CHAPEL HILL - The University of North Carolina at Chapel Hill ranks second in the nation for its materials science & engineering program, as reported by The Chronicle of Higher Education in its January 12, 2007 issue.

The organizing center for the materials science program at UNC is the newly established Institute for Advanced Materials, Nanoscience, & Technology (IAM), a cross-disciplinary collaboration between Chemistry, Mathematics, Physics, and Computer Science faculty in the College of Arts & Sciences. The IAM has strategic partnerships in the Schools of Medicine, Pharmacy and Public Health which leverage internationally recognized strengths of UNC-Chapel Hill in polymer science and nanomaterials, thereby creating unique capabilities to drive the emerging new fields of nanobiotechnology and nanomedicine—areas critical to our well-being and our future economy.

Advanced materials are defined “…as materials that involve knowledge (and the creation of materials) at the molecular and/or atomic scale for the purpose of advancing technology and improving the human experience. Anything from Teflon on cookware to polymers in bioabsorbable stents constitutes an advanced material…” says Joseph M. DeSimone, William R. Kenan Jr. Distinguished Professor of Chemistry and Chemical Engineering, and Founding Director of the Institute for Advanced Materials at UNC. DeSimone is a member of the Materials Section of the National Academy of Engineering and holds a joint appointment in Chemical Engineering at NC State University.

The materials science program at UNC was launched approximately twenty years ago by Thomas Meyer, then chair of the chemistry department, with strong encouragement from former provost Charles Morrow. “It was clear back then,” Meyer states, “that materials science was a significant scientific growth area for the future and would help fill in a significant gap in the teaching and research portfolio of the university.”

Consequently, in a tactical effort towards the implementation of an undergraduate Applied Sciences curriculum, “a combination of strategic senior hires and targeted junior hires” in the late 1980’s and early 1990’s “have allowed the discipline to grow enormously” says Richard Superfine, Bowman and Gordon Gray Professor of Physics & Astronomy and steering committee member of IAM. These hires began in 1988 with the recruitment of Edward T. Samulski, Cary Boshamer Professor of Chemistry, to start a program in polymer science within the chemistry department. Over the ensuing decade Samulski recruited DeSimone, Michael Rubinstein, J. Ross MacDonald Professor of Chemistry, Sergei Sheiko, and Valerie Sheares Ashby (’87), Bowman Gray Associate Professor of Chemistry. This environment encouraged Maurice Brookhart, W. R. Kenan Professor of Chemistry and member of the National Academy of Sciences, to apply his discoveries in catalysis to polymer synthesis thereby opening up new routes to commodity polymers for industrial manufacturers. In 2004, the IAM successfully recruited J. Michael Ramsey, Minnie Golby Distinguished Professor of Chemistry, to UNC, an international leader in the area of lab-on-a-chip technologies.

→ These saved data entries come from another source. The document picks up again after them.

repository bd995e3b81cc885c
//! NetFlow version 7: Catalyst switch export with router shortcut records.

use std::net::Ipv4Addr;

use serde::Serialize;

use super::reader::ByteReader;
use crate::error_handling::types::DecodeError;

pub const VERSION: u16 = 7;
pub const HEADER_SIZE: usize = 24;
pub const RECORD_SIZE: usize = 52;

#[derive(Debug, Clone, PartialEq, Eq, Serialize)]
pub struct Header {
    pub version: u16,
    pub count: u16,
    pub sys_uptime: u32,
    pub unix_secs: u32,
    pub unix_nsecs: u32,
    pub flow_sequence: u32,
}

#[derive(Debug, Clone, PartialEq, Eq, Serialize)]
pub struct Record {
    pub src_addr: Ipv4Addr,
    pub dst_addr: Ipv4Addr,
    pub next_hop: Ipv4Addr,
    pub input: u16,
    pub output: u16,
    pub packets: u32,
    pub octets: u32,
    pub first: u32,
    pub last: u32,
    pub src_port: u16,
    pub dst_port: u16,
    pub flags: u8,
    pub tcp_flags: u8,
    pub protocol: u8,
    pub tos: u8,
    pub src_as: u16,
    pub dst_as: u16,
    pub src_mask: u8,
    pub dst_mask: u8,
    pub flags2: u16,
    pub router_sc: Ipv4Addr,
}

#[derive(Debug, Clone, PartialEq, Eq, Serialize)]
pub struct Packet {
    pub header: Header,
    pub records: Vec<Record>,
}

pub fn decode(data: &[u8]) -> Result<Packet, DecodeError> {
    let mut r = ByteReader::new(data);
    let header = Header {
        version: r.u16("netflow v7 header")?,
        count: r.u16("netflow v7 header")?,
        sys_uptime: r.u32("netflow v7 header")?,
        unix_secs: r.u32("netflow v7 header")?,
        unix_nsecs: r.u32("netflow v7 header")?,
        flow_sequence: r.u32("netflow v7 header")?,
    };
    if header.version != VERSION {
        return Err(DecodeError::UnsupportedVersion(header.version));
    }
    r.skip(4, "netflow v7 header")?;

    let mut body = r.sub(usize::from(header.count) * RECORD_SIZE, "netflow v7 records")?;
    let mut records = Vec::with_capacity(usize::from(header.count));
    for _ in 0..header.count {
        records.push(Record {
            src_addr: body.ipv4("netflow v7 record")?,
            dst_addr: body.ipv4("netflow v7 record")?,
            next_hop: body.ipv4("netflow v7 record")?,
            input: body.u16("netflow v7 record")?,
            output: body.u16("netflow v7 record")?,
            packets: body.u32("netflow v7 record")?,
            octets: body.u32("netflow v7 record")?,
            first: body.u32("netflow v7 record")?,
            last: body.u32("netflow v7 record")?,
            src_port: body.u16("netflow v7 record")?,
            dst_port: body.u16("netflow v7 record")?,
            flags: body.u8("netflow v7 record")?,
            tcp_flags: body.u8("netflow v7 record")?,
            protocol: body.u8("netflow v7 record")?,
            tos: body.u8("netflow v7 record")?,
            src_as: body.u16("netflow v7 record")?,
            dst_as: body.u16("netflow v7 record")?,
            src_mask: body.u8("netflow v7 record")?,
            dst_mask: body.u8("netflow v7 record")?,
            flags2: body.u16("netflow v7 record")?,
            router_sc: body.ipv4("netflow v7 record")?,
        });
    }
    Ok(Packet { header, records })
}

#[cfg(test)]
mod tests {
    use super::*;

    #[test]
    fn decodes_router_shortcut() {
        let mut data = Vec::new();
        data.extend_from_slice(&VERSION.to_be_bytes());
        data.extend_from_slice(&1u16.to_be_bytes());
        data.extend_from_slice(&[0u8; HEADER_SIZE - 4]);
        let mut rec = [0u8; RECORD_SIZE];
        rec[36] = 0x01;
        rec[38] = 6;
        rec[48..52].copy_from_slice(&[10, 1, 1, 1]);
        data.extend_from_slice(&rec);

        let p = decode(&data).unwrap();
        assert_eq!(p.records.len(), 1);
        assert_eq!(p.records[0].flags, 1);
        assert_eq!(p.records[0].protocol, 6);
        assert_eq!(p.records[0].router_sc, Ipv4Addr::new(10, 1, 1, 1));
    }

    #[test]
    fn wrong_version_is_rejected() {
        let mut data = vec![0u8; HEADER_SIZE];
        data[1] = 5;
        assert_eq!(decode(&data), Err(DecodeError::UnsupportedVersion(5)));
    }
}
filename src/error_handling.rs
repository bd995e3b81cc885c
pub mod types;
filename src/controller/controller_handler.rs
use crate::configuration::{Config, OutputFormat};
use crate::decoding::FlowDecoder;
use crate::dump::{Consumer, JsonDump, TextDump};
use crate::error_handling::types::*;
use crate::network::network_listener::{bind_socket, resolve_listen_addr};
use crate::network::{DispatchStats, Dispatcher, NetworkListener};
use crate::session_management::SessionStore;
use log::info;
use std::future::Future;
use std::sync::Arc;

/// Wires configuration, socket, session store, decoder and consumer together.
pub struct Controller {
    pub config: Config,
    sessions: Arc<SessionStore>,
}

impl Controller {
    pub fn new(config: Config) -> Result<Self, ControllerError> {
        config.validate()?;
        Ok(Self {
            config,
            sessions: Arc::new(SessionStore::new()),
        })
    }

    pub fn sessions(&self) -> &Arc<SessionStore> {
        &self.sessions
    }

    /// Binds the configured address and dumps to stdout until `shutdown` completes.
    pub async fn run<F: Future<Output = ()>>(
        &self,
        shutdown: F,
    ) -> Result<DispatchStats, ControllerError> {
        let consumer: Box<dyn Consumer + Send> = match self.config.format {
            OutputFormat::Text => Box::new(TextDump::stdout()),
            OutputFormat::Json => Box::new(JsonDump::stdout()),
        };
        self.run_with(consumer, shutdown).await
    }

    /// Same as [`Controller::run`] with an explicit consumer.
    pub async fn run_with<C: Consumer, F: Future<Output = ()>>(
        &self,
        consumer: C,
        shutdown: F,
    ) -> Result<DispatchStats, ControllerError> {
        let addr = resolve_listen_addr(&self.config.addr).await?;
        let socket = bind_socket(addr, self.config.read_buffer).await?;

        let dispatcher = Dispatcher::new(
            self.sessions.clone(),
            FlowDecoder::new(),
            consumer,
            self.config.key_by,
        );
        let listener = NetworkListener::new(socket, dispatcher, self.config.max_datagram)
            .with_session_timeout(self.config.session_timeout());

        info!(
            "Dumping {:?} output, exporters keyed by {:?}",
            self.config.format, self.config.key_by
        );
        Ok(listener.run(shutdown).await)
    }
}
use uuid::Uuid;

use crate::decoding::template::TemplateCache;

/// Decoding context of one exporter.
///
/// Holds the NetFlow v9 and IPFIX templates learned from the exporter's
/// earlier packets. Only the wire decoder mutates the template caches.
#[derive(Debug, Clone)]
pub struct Session {
    id: Uuid,
    netflow9_templates: TemplateCache,
    ipfix_templates: TemplateCache,
}

impl Session {
    pub fn new() -> Self {
        Self {
            id: Uuid::new_v4(),
            netflow9_templates: TemplateCache::new(),
            ipfix_templates: TemplateCache::new(),
        }
    }

    pub fn id(&self) -> Uuid {
        self.id
    }

    pub fn netflow9_templates_mut(&mut self) -> &mut TemplateCache {
        &mut self.netflow9_templates
    }

    pub fn ipfix_templates_mut(&mut self) -> &mut TemplateCache {
        &mut self.ipfix_templates
    }

    /// Number of templates known across both protocols.
    pub fn template_count(&self) -> usize {
        self.netflow9_templates.len() + self.ipfix_templates.len()
    }
}

impl Default for Session {
    fn default() -> Self {
        Self::new()
    }
}
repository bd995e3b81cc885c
//! NetFlow version 5: the de facto fixed-format export with AS numbers and
//! prefix masks. Its header layout is shared with version 6.

use std::net::Ipv4Addr;

use serde::Serialize;

use super::reader::ByteReader;
use crate::error_handling::types::DecodeError;

pub const VERSION: u16 = 5;
pub const HEADER_SIZE: usize = 24;
pub const RECORD_SIZE: usize = 48;

#[derive(Debug, Clone, PartialEq, Eq, Serialize)]
pub struct Header {
    pub version: u16,
    pub count: u16,
    pub sys_uptime: u32,
    pub unix_secs: u32,
    pub unix_nsecs: u32,
    pub flow_sequence: u32,
    pub engine_type: u8,
    pub engine_id: u8,
    pub sampling_interval: u16,
}

impl Header {
    pub(crate) fn read(r: &mut ByteReader<'_>, expected: u16) -> Result<Self, DecodeError> {
        let header = Header {
            version: r.u16("netflow header")?,
            count: r.u16("netflow header")?,
            sys_uptime: r.u32("netflow header")?,
            unix_secs: r.u32("netflow header")?,
            unix_nsecs: r.u32("netflow header")?,
            flow_sequence: r.u32("netflow header")?,
            engine_type: r.u8("netflow header")?,
            engine_id: r.u8("netflow header")?,
            sampling_interval: r.u16("netflow header")?,
        };
        if header.version != expected {
            return Err(DecodeError::UnsupportedVersion(header.version));
        }
        Ok(header)
    }

    /// Sampling interval with the two mode bits masked off; 0 means unsampled.
    pub fn sampling_rate(&self) -> u16 {
        self.sampling_interval & 0x3fff
    }
}

#[derive(Debug, Clone, PartialEq, Eq, Serialize)]
pub struct Record {
    pub src_addr: Ipv4Addr,
    pub dst_addr: Ipv4Addr,
    pub next_hop: Ipv4Addr,
    pub input: u16,
    pub output: u16,
    pub packets: u32,
    pub octets: u32,
    pub first: u32,
    pub last: u32,
    pub src_port: u16,
    pub dst_port: u16,
    pub tcp_flags: u8,
    pub protocol: u8,
    pub tos: u8,
    pub src_as: u16,
    pub dst_as: u16,
    pub src_mask: u8,
    pub dst_mask: u8,
}

impl Record {
    /// Reads the 46 octets v5 and v6 records have in common.
    pub(crate) fn read(r: &mut ByteReader<'_>) -> Result<Self, DecodeError> {
        let src_addr = r.ipv4("flow record")?;
        let dst_addr = r.ipv4("flow record")?;
        let next_hop = r.ipv4("flow record")?;
        let input = r.u16("flow record")?;
        let output = r.u16("flow record")?;
        let packets = r.u32("flow record")?;
        let octets = r.u32("flow record")?;
        let first = r.u32("flow record")?;
        let last = r.u32("flow record")?;
        let src_port = r.u16("flow record")?;
        let dst_port = r.u16("flow record")?;
        r.skip(1, "flow record")?;
        let tcp_flags = r.u8("flow record")?;
        let protocol = r.u8("flow record")?;
        let tos = r.u8("flow record")?;
        let src_as = r.u16("flow record")?;
        let dst_as = r.u16("flow record")?;
        let src_mask = r.u8("flow record")?;
        let dst_mask = r.u8("flow record")?;
        Ok(Record {
            src_addr,
            dst_addr,
            next_hop,
            input,
            output,
            packets,
            octets,
            first,
            last,
            src_port,
            dst_port,
            tcp_flags,
            protocol,
            tos,
            src_as,
            dst_as,
            src_mask,
            dst_mask,
        })
    }
}

#[derive(Debug, Clone, PartialEq, Eq, Serialize)]
pub struct Packet {
    pub header: Header,
    pub records: Vec<Record>,
}

pub fn decode(data: &[u8]) -> Result<Packet, DecodeError> {
    let mut r = ByteReader::new(data);
    let header = Header::read(&mut r, VERSION)?;
    let mut body = r.sub(usize::from(header.count) * RECORD_SIZE, "netflow v5 records")?;
    let mut records = Vec::with_capacity(usize::from(header.count));
    for _ in 0..header.count {
        records.push(Record::read(&mut body)?);
        body.skip(2, "flow record")?;
    }
    Ok(Packet { header, records })
}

“Starting a materials science effort in the early 1990’s initially looked ‘too little too late’” says Samulski. “Nationally recognized programs had been in existence for a couple of decades. However, UNC’s program was one of the first to tackle research problems with tangible implications for society, which was actually beginning to be just as acceptable as ‘pure’ research.” According to Sean Washburn, Cary Boshamer Professor of Physics and Chair of Applied Materials & Sciences, IAM’s dedication to real-life applications is what gives the university its cutting edge in materials science.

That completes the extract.